» WORK TASK
Every line holding the word "lock" should be copied from the material.
■ ■ ■ ■
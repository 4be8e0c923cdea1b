//! End-to-end processing tests

use gcodesnap_stabilization::{
    GcodeProcessor, PlanAction, ProcessingIssue, SmartLayerTrigger, StabilizationConfig,
    StabilizationMode, TargetSettings,
};
use gcodesnap_tracker::TrackerConfig;
use std::io::Write;
use std::time::Duration;
use tempfile::NamedTempFile;

fn config(mode: StabilizationMode) -> StabilizationConfig {
    StabilizationConfig {
        mode,
        target: TargetSettings::Fixed { x: 5.0, y: 5.0 },
        ..Default::default()
    }
}

fn processor(mode: StabilizationMode) -> GcodeProcessor {
    GcodeProcessor::new(&TrackerConfig::default(), &config(mode)).unwrap()
}

const TWO_LAYERS: &str = "\
; generated
G21
G90
M82
G28
G1 X1 Y1 Z0.2 E1 F1200
G1 X9 Y9 Z0.4 E2
";

#[test]
fn test_minimize_travel_two_layers() {
    let result = processor(StabilizationMode::MinimizeTravel).process_str(TWO_LAYERS, |_| true);

    assert!(result.success);
    assert_eq!(result.snapshot_plans.len(), 2);
    for (plan, layer) in result.snapshot_plans.iter().zip([1, 2]) {
        assert_eq!(plan.layer, layer);
        let actions: Vec<PlanAction> = plan.steps.iter().map(|step| step.action).collect();
        assert_eq!(actions, vec![PlanAction::Travel, PlanAction::Snapshot]);
        assert_eq!(plan.travel_target(), Some((5.0, 5.0)));
    }
    assert!(result.processing_issues.is_empty());
    assert!(result.quality_issues.is_empty());
}

#[test]
fn test_every_mode_plans_both_layers() {
    for mode in [
        StabilizationMode::SnapToCorner {
            corner: Default::default(),
            favor_x: true,
        },
        StabilizationMode::SmartLayer {
            trigger_type: SmartLayerTrigger::Standard,
        },
        StabilizationMode::SmartLayer {
            trigger_type: SmartLayerTrigger::BestQuality,
        },
    ] {
        let result = processor(mode.clone()).process_str(TWO_LAYERS, |_| true);
        let layers: Vec<i64> = result.snapshot_plans.iter().map(|plan| plan.layer).collect();
        assert_eq!(layers, vec![1, 2], "mode {}", mode);
    }
}

#[test]
fn test_process_file() {
    let mut file = NamedTempFile::new().unwrap();
    file.write_all(TWO_LAYERS.as_bytes()).unwrap();
    file.flush().unwrap();

    let mut last_percent = 0.0;
    let result = processor(StabilizationMode::MinimizeTravel)
        .with_progress_interval(Duration::ZERO)
        .process_file(file.path(), |report| {
            assert!(report.percent >= last_percent);
            last_percent = report.percent;
            true
        });

    assert!(result.success);
    assert_eq!(result.lines_processed, 7);
    assert_eq!(result.gcodes_processed, 6);
    assert_eq!(result.snapshot_plans.len(), 2);
    assert!((last_percent - 100.0).abs() < 1e-9);
}

#[test]
fn test_missing_file_fails_without_panicking() {
    let dir = tempfile::tempdir().unwrap();
    let result = processor(StabilizationMode::MinimizeTravel)
        .process_file(dir.path().join("missing.gcode"), |_| true);

    assert!(!result.success);
    assert!(result.snapshot_plans.is_empty());
    assert!(result.error_message.unwrap().contains("File does not exist"));
}

#[test]
fn test_progress_callback_cancels() {
    let mut calls = 0;
    let result = processor(StabilizationMode::MinimizeTravel)
        .with_progress_interval(Duration::ZERO)
        .process_str(TWO_LAYERS, |_| {
            calls += 1;
            calls < 3
        });

    assert!(!result.success);
    assert!(result.cancelled);
    assert_eq!(calls, 3);
    assert_eq!(result.lines_processed, 3);
    assert!(result.snapshot_plans.is_empty());
}

#[test]
fn test_final_state_issues() {
    let tracker = TrackerConfig {
        origin_x: None,
        ..Default::default()
    };
    let processor =
        GcodeProcessor::new(&tracker, &config(StabilizationMode::MinimizeTravel)).unwrap();
    let result = processor.process_str("G28\nG1 Y1 Z0.2\n", |_| true);

    assert!(result.success);
    assert!(result.snapshot_plans.is_empty());
    assert_eq!(
        result.processing_issues,
        vec![ProcessingIssue::NoDefinitePosition, ProcessingIssue::PrinterNeverPrimed]
    );
}

#[test]
fn test_smart_gcode_without_snapshot_command() {
    let result = processor(StabilizationMode::SmartGcode {
        snapshot_command: "M240".to_string(),
    })
    .process_str(TWO_LAYERS, |_| true);

    assert!(result.success);
    assert!(result.snapshot_plans.is_empty());
    assert_eq!(
        result.processing_issues,
        vec![ProcessingIssue::NoSnapshotCommandsFound]
    );
}

#[test]
fn test_target_callback_sees_prior_target() {
    let seen = std::sync::Arc::new(std::sync::Mutex::new(Vec::new()));
    let recorder = std::sync::Arc::clone(&seen);
    let stabilization = StabilizationConfig {
        mode: StabilizationMode::MinimizeTravel,
        target: TargetSettings::Callback,
        ..Default::default()
    };
    let processor = GcodeProcessor::with_target_callback(
        &TrackerConfig::default(),
        &stabilization,
        Box::new(move |x, y| {
            recorder.lock().unwrap().push((x, y));
            (x + 1.0, y + 2.0)
        }),
    )
    .unwrap();

    let result = processor.process_str(TWO_LAYERS, |_| true);
    let targets: Vec<(f64, f64)> = result
        .snapshot_plans
        .iter()
        .filter_map(|plan| plan.travel_target())
        .collect();
    assert_eq!(targets, vec![(1.0, 2.0), (2.0, 4.0)]);
    assert_eq!(*seen.lock().unwrap(), vec![(0.0, 0.0), (1.0, 2.0), (2.0, 4.0)]);
}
■ ■ ■ ■
» REPLY
            recorder.lock().unwrap().push((x, y));
    assert_eq!(*seen.lock().unwrap(), vec![(0.0, 0.0), (1.0, 2.0), (2.0, 4.0)]);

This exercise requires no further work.